Te weinig nog wordt aandacht besteed aan rechtvaardigheid als apart onderdeel van klimaatbeleid. Als het ter sprake komt, dan is dat meestal pas achteraf. Bijvoorbeeld als er ophef ontstaat over een bepaalde verdeling, zoals de ‘Tesla-subsidie’, de vrijstellingen van allerlei belastingen of toebedeling van gratis emissierechten aan vervuilende industrie. Maar juist door vóóraf de mogelijke verdelingen op tafel te leggen, daarover te praten en tenslotte beargumenteerd te kiezen voor de ene boven de andere verdeling, is er veel te winnen in rechtvaardigheid van klimaatbeleid.
Met de tien principes maakt de WRR duidelijk dat er méér is dan het denken in bekende principes als ‘de vervuiler betaalt’ of ‘grootste nut’, als het gaat om rechtvaardigheid. Weloverwogen nadenken over de rechtvaardigheid van de verdeling van klimaatkosten, zoals de benodigde investeringen voor de energietransitie, is hard nodig. Klimaatbeleid, evenals klimaatverandering, gaat iedereen aan en zal ook iedereen gaan raken.
De tien principes helpen dus bij het zicht krijgen op mogelijke rechtvaardige lastenverdelingen. Daar moet dan vervolgens discussie over gevoerd worden, en de uitkomst van zo’n discussie kan dan de leidraad vormen voor het implementeren van een beleidsmaatregel. Het antwoord op de vraag wat de beste keuze hierin is, is aan de samenleving en politiek. Mede daarom is, naast rechtvaardige verdelingen, ook de rechtvaardigheid van procedures belangrijk. Hoe zijn keuzes tot stand gekomen en is dat op een rechtvaardige manier gebeurd? Uit onderzoek blijkt ook dat burgers voor hen nadelige verdelingen eerder accepteren als de procedure eerlijk is verlopen.
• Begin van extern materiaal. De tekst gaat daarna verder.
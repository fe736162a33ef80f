//! Binary search over the half-open range `[lo, hi)`
//!
//! One `probe` step per midpoint inspected; `mid = lo + (hi - lo) / 2`.

use std::cmp::Ordering;
use std::sync::Arc;

use serde::{Deserialize, Serialize};

use crate::algorithm::traits::{AlgorithmId, GeneratorError, StepGenerator};
use crate::execution::step::{SearchSnapshot, Snapshot, StepKind};
use crate::execution::tracer::TraceRecorder;

#[derive(Debug, Clone, PartialEq, Eq, Serialize, Deserialize)]
pub struct BinarySearch {
    pub values: Vec<i64>,
    pub target: i64,
}

impl StepGenerator for BinarySearch {
    fn id(&self) -> AlgorithmId {
        AlgorithmId::BinarySearch
    }

    fn record(&self, recorder: &mut TraceRecorder) -> Result<(), GeneratorError> {
        if self.values.windows(2).any(|w| w[0] > w[1]) {
            return Err(GeneratorError::invalid("values must be sorted in ascending order"));
        }

        let values: Arc<[i64]> = self.values.as_slice().into();
        let target = self.target;
        let snapshot = |lo, hi, mid, found| {
            Snapshot::Search(SearchSnapshot {
                values: Arc::clone(&values),
                target,
                lo,
                hi,
                mid,
                found,
            })
        };

        let (mut lo, mut hi) = (0, values.len());
        while lo < hi {
            let mid = lo + (hi - lo) / 2;
            let probe = values[mid];
            match probe.cmp(&target) {
                Ordering::Equal => {
                    recorder.record(
                        StepKind::Probe,
                        snapshot(lo, hi, Some(mid), Some(mid)),
                        format!("values[{mid}] = {probe} equals the target. Found at index {mid}."),
                    )?;
                    recorder.mark_last_best();
                    return Ok(());
                }
                Ordering::Less => {
                    recorder.record(
                        StepKind::Probe,
                        snapshot(lo, hi, Some(mid), None),
                        format!("values[{mid}] = {probe} is less than {target}; search the right half."),
                    )?;
                    lo = mid + 1;
                }
                Ordering::Greater => {
                    recorder.record(
                        StepKind::Probe,
                        snapshot(lo, hi, Some(mid), None),
                        format!("values[{mid}] = {probe} is greater than {target}; search the left half."),
                    )?;
                    hi = mid;
                }
            }
        }

        recorder.record(
            StepKind::Done,
            snapshot(lo, hi, None, None),
            format!("The range is empty; {target} is not present. It would be inserted at index {lo}."),
        )?;
        Ok(())
    }
}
Verdelende rechtvaardigheid en procedurele rechtvaardigheid zijn op die manier aan elkaar verbonden.
Onafhankelijk orgaan
Expliciete aandacht voor rechtvaardigheid is essentieel voor het draagvlak. Maar hoe gaan we dit organiseren en toepassen in beleid? Het antwoord ligt in het verlengde van bovenstaande dat klimaatbeleid allereerst gezien moet worden als een vraagstuk waarin kosten worden verdeeld. Elke beleidsbeslissing, of dat nu maatregelen voor de energietransitie, waterveiligheid of voor compensatie zijn, brengt een kostenverdeling met zich mee. De tien principes helpen om het denken van beleidsmakers en politici over rechtvaardigheid te verruimen. Maar hiermee zijn we er dan nog niet.
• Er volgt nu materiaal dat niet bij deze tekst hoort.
//! Arena-backed singly linked list
//!
//! Nodes are addressed by their index in the arena, which lets pointer-chasing
//! generators record pointer positions as plain integers. The tail may link
//! back to an earlier node to form a cycle.

use std::sync::Arc;

#[derive(Debug, Clone)]
pub struct ArenaList {
    values: Arc<[i64]>,
    next: Vec<Option<usize>>,
    cycle_entry: Option<usize>,
}

impl ArenaList {
    /// Builds `values[0] -> values[1] -> ...`, linking the tail to
    /// `cycle_entry` when given. Returns `None` if the entry is out of range.
    pub fn new(values: &[i64], cycle_entry: Option<usize>) -> Option<Self> {
        if let Some(entry) = cycle_entry {
            if entry >= values.len() {
                return None;
            }
        }

        let len = values.len();
        let next = (0..len)
            .map(|i| if i + 1 < len { Some(i + 1) } else { cycle_entry })
            .collect();

        Some(Self {
            values: values.into(),
            next,
            cycle_entry,
        })
    }

    pub fn head(&self) -> Option<usize> {
        if self.values.is_empty() {
            None
        } else {
            Some(0)
        }
    }

    pub fn next(&self, node: usize) -> Option<usize> {
        self.next.get(node).copied().flatten()
    }

    /// Follows `hops` links, stopping at the end of the list
    pub fn advance(&self, node: Option<usize>, hops: usize) -> Option<usize> {
        (0..hops).try_fold(node?, |n, _| self.next(n))
    }

    pub fn values(&self) -> Arc<[i64]> {
        Arc::clone(&self.values)
    }

    pub fn cycle_entry(&self) -> Option<usize> {
        self.cycle_entry
    }

    pub fn len(&self) -> usize {
        self.values.len()
    }

    pub fn is_empty(&self) -> bool {
        self.values.is_empty()
    }
}

#[cfg(test)]
mod tests {
    use super::*;

    #[test]
    fn test_acyclic_list_ends() {
        let list = ArenaList::new(&[1, 2, 3], None).unwrap();
        assert_eq!(list.head(), Some(0));
        assert_eq!(list.advance(Some(0), 2), Some(2));
        assert_eq!(list.advance(Some(0), 3), None);
        assert_eq!(list.advance(None, 1), None);
    }

    #[test]
    fn test_cycle_links_back() {
        let list = ArenaList::new(&[3, 2, 0, -4], Some(1)).unwrap();
        assert_eq!(list.next(3), Some(1));
        assert_eq!(list.advance(Some(0), 5), Some(2));
    }

    #[test]
    fn test_rejects_out_of_range_entry() {
        assert!(ArenaList::new(&[1], Some(1)).is_none());
        assert!(ArenaList::new(&[], None).unwrap().head().is_none());
    }
}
Om ervoor te zorgen dat de verdelingsvraag van klimaatkosten ook daadwerkelijk onderdeel is en blijft van beleidsprocessen, moet een onafhankelijk orgaan meekijken. Een instituut met expertise op het gebied van klimaatbeleid en de effecten ervan. Als het gaat om de ‘governance’ van het Nederlandse klimaatbeleid ligt er een aantal zaken in de Klimaatwet besloten, waaronder een rol voor de Afdeling advisering van de Raad van State (hierna: RVS). De RVS kijkt, met behulp van een toetsingskader, bijvoorbeeld of het klimaatbeleid genoeg ‘doet’ om de klimaatdoelen te behalen, hoe hiertoe de overheden kunnen bijdragen en hoe dit strookt met overig beleid.
De RVS kijkt ook naar hoe de verdeling van kosten van klimaatbeleid er uit ziet. Als de RVS die onafhankelijke toetsing van rechtvaardigheid op zich neemt, pleit de WRR er voor om de toetsing van de Klimaatwet het rechtvaardigheidsperspectief toe te voegen. Worden in beleid doordachte afwegingen gemaakt over wat een rechtvaardige verdeling is van de kosten?
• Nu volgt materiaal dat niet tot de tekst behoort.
//! Kadane's maximum subarray scan
//!
//! The running subarray restarts at the current element exactly when the
//! running sum before it is negative. The best sum only moves on a strictly
//! greater value, so ties keep the earliest subarray.

use std::sync::Arc;

use serde::{Deserialize, Serialize};

use crate::algorithm::traits::{AlgorithmId, GeneratorError, StepGenerator};
use crate::execution::step::{Snapshot, StepKind, SubarraySnapshot};
use crate::execution::tracer::TraceRecorder;

/// Maximum Subarray
#[derive(Debug, Clone, PartialEq, Eq, Serialize, Deserialize)]
pub struct MaxSubarray {
    pub values: Vec<i64>,
}

impl StepGenerator for MaxSubarray {
    fn id(&self) -> AlgorithmId {
        AlgorithmId::MaxSubarray
    }

    fn record(&self, recorder: &mut TraceRecorder) -> Result<(), GeneratorError> {
        let values: Arc<[i64]> = self.values.as_slice().into();
        let Some(&first) = values.first() else {
            return Err(GeneratorError::invalid("a maximum subarray needs at least one element"));
        };

        let mut running = first;
        let mut run_start = 0;
        let mut best_sum = first;
        let mut best_range = (0, 0);

        for (position, &value) in values.iter().enumerate() {
            let restart = position == 0 || running < 0;
            if position > 0 {
                if restart {
                    running = value;
                    run_start = position;
                } else {
                    running = running.saturating_add(value);
                }
            }

            let improved = position == 0 || running > best_sum;
            if improved {
                best_sum = running;
                best_range = (run_start, position);
            }

            let mut narration = if position == 0 {
                format!("Start the first run at {value}.")
            } else if restart {
                format!("The running sum was negative, so start a new run at {value}.")
            } else {
                format!("Extend the run with {value}; running sum is {running}.")
            };
            if improved {
                narration.push_str(&format!(" New best sum {best_sum}."));
            }

            recorder.record(
                if restart { StepKind::Restart } else { StepKind::Extend },
                Snapshot::Subarray(SubarraySnapshot {
                    values: Arc::clone(&values),
                    position,
                    run_start,
                    running_sum: running,
                    best_sum,
                    best_range,
                }),
                narration,
            )?;
            if improved {
                recorder.mark_last_best();
            }
        }

        recorder.record(
            StepKind::Done,
            Snapshot::Subarray(SubarraySnapshot {
                values: Arc::clone(&values),
                position: values.len() - 1,
                run_start,
                running_sum: running,
                best_sum,
                best_range,
            }),
            format!(
                "The maximum subarray spans indices {}..={} with sum {best_sum}.",
                best_range.0, best_range.1
            ),
        )?;
        Ok(())
    }
}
De protesten van de gele hesjes waren weliswaar in Frankrijk – maar ongenoegen is van overal. Rechtvaardigheid is namelijk wat burgers raakt. Burgers vinden een rechtvaardige verdeling van de klimaatkosten vaak nog belangrijker dan een snelle CO₂-reductie, blijkt uit onderzoek. Daarom is het hoog tijd om hiervoor vroegtijdelijke en stelselmatige aandacht te organiseren.